Одной рукой он попытался вернуть листок автору, а другой дружески приобнять того за плечи, дабы направить к двери.
— А там есть и лирика, — сказал Копылев и вывернулся из объятия Шруделя каким-то змеевидным телодвижением. — Как раз следующее стихотворение. Ниже.
Шрудель хмыкнул и, почесав небритый подбородок, вздохнул.

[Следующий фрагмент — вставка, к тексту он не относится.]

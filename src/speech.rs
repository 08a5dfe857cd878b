//! Single-flight speech synthesis slot.
//!
//! Speech playback is a shared resource: only one utterance may be in
//! flight at a time. The slot owns the task handle of the current
//! synthesis; starting a new one aborts the previous task first
//! (stop-before-start), and dropping the slot aborts whatever is left so a
//! disconnected client never receives stale audio.

use tokio::task::JoinHandle;

#[derive(Default)]
pub struct UtteranceSlot {
  current: Option<JoinHandle<()>>,
}

impl UtteranceSlot {
  pub fn new() -> Self {
    Self::default()
  }

  /// Claim the slot for a new utterance, cancelling any in progress.
  pub fn begin(&mut self, task: JoinHandle<()>) {
    if let Some(prev) = self.current.replace(task) {
      prev.abort();
    }
  }

  /// Stop whatever is playing without starting anything new.
  pub fn stop(&mut self) {
    if let Some(prev) = self.current.take() {
      prev.abort();
    }
  }
}

impl Drop for UtteranceSlot {
  fn drop(&mut self) {
    self.stop();
  }
}

#[cfg(test)]
mod tests {
  use super::*;
  use std::sync::atomic::{AtomicUsize, Ordering};
  use std::sync::Arc;
  use std::time::Duration;

  #[tokio::test]
  async fn new_utterance_aborts_the_previous_one() {
    let finished = Arc::new(AtomicUsize::new(0));

    let f1 = finished.clone();
    let slow = tokio::spawn(async move {
      tokio::time::sleep(Duration::from_secs(30)).await;
      f1.fetch_add(1, Ordering::SeqCst);
    });

    let mut slot = UtteranceSlot::new();
    slot.begin(slow);

    let f2 = finished.clone();
    let fast = tokio::spawn(async move {
      f2.fetch_add(1, Ordering::SeqCst);
    });
    slot.begin(fast);

    tokio::time::sleep(Duration::from_millis(50)).await;
    assert_eq!(finished.load(Ordering::SeqCst), 1, "only the second task may complete");
  }

  #[tokio::test]
  async fn stop_clears_the_slot() {
    let mut slot = UtteranceSlot::new();
    let task = tokio::spawn(async {
      tokio::time::sleep(Duration::from_secs(30)).await;
    });
    slot.begin(task);
    slot.stop();
    slot.stop(); // idempotent
  }
}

— Ну, давайте, почитаем вашу лирику.
В прожорливое брюхо таксофона
Рукой дрожащей двушку опускаю,
И голос твой, такой родной, знакомый,
Мне сердце очень сильно обжигает.
«Очень сильно» — это очень сильно, — повторил Шрудель задумчиво, причмокивая, словно пробовал слова на вкус. — Но мне даже нравится, а, Григорий? Что-то в этом есть от обэриутов. Ладно, поехали дальше.
И будет встреча, ключик под циновкой,
Взаимоотношений наших ребус,
Я провожу тебя до остановки,
А ты попросишь денег на троллейбус,
Я протяну тебе пятак потертый,
Все то, что после дня с тобой осталось,
Мне до зарплаты жить — но я упертый,
Последний рубль готов делить с тобою.
— Ничего не понял — искренне удивился Шрудель. — Это что, финал?
— Да, — смутился Копылев, — наверное, я что-то пропустил… или перепутал… Простите…
— Гм, — хмыкнул Шрудель, — нет, ну начали-то вы за здравие, можно сказать, я даже удивлен, но дальше как будто игла по пластинке поехала… И потом, ну, что опять за мещанская меркантильность? Тем более в лирическом стихотворении. «Двушка», «пятак», «рубль». Ощущение, что вы убытки от встреч с любимой подсчитываете. Снова налицо какая-то болезненная тяга к материальным ценностям бытия. Желание, которое вы отчаянно сублимируете в своих произведениях. Конечно, советская наука решительно отвергает лживое учение Фрейда, но в вашем случае я бы сделал исключение. Скажите честно, вы бедствуете?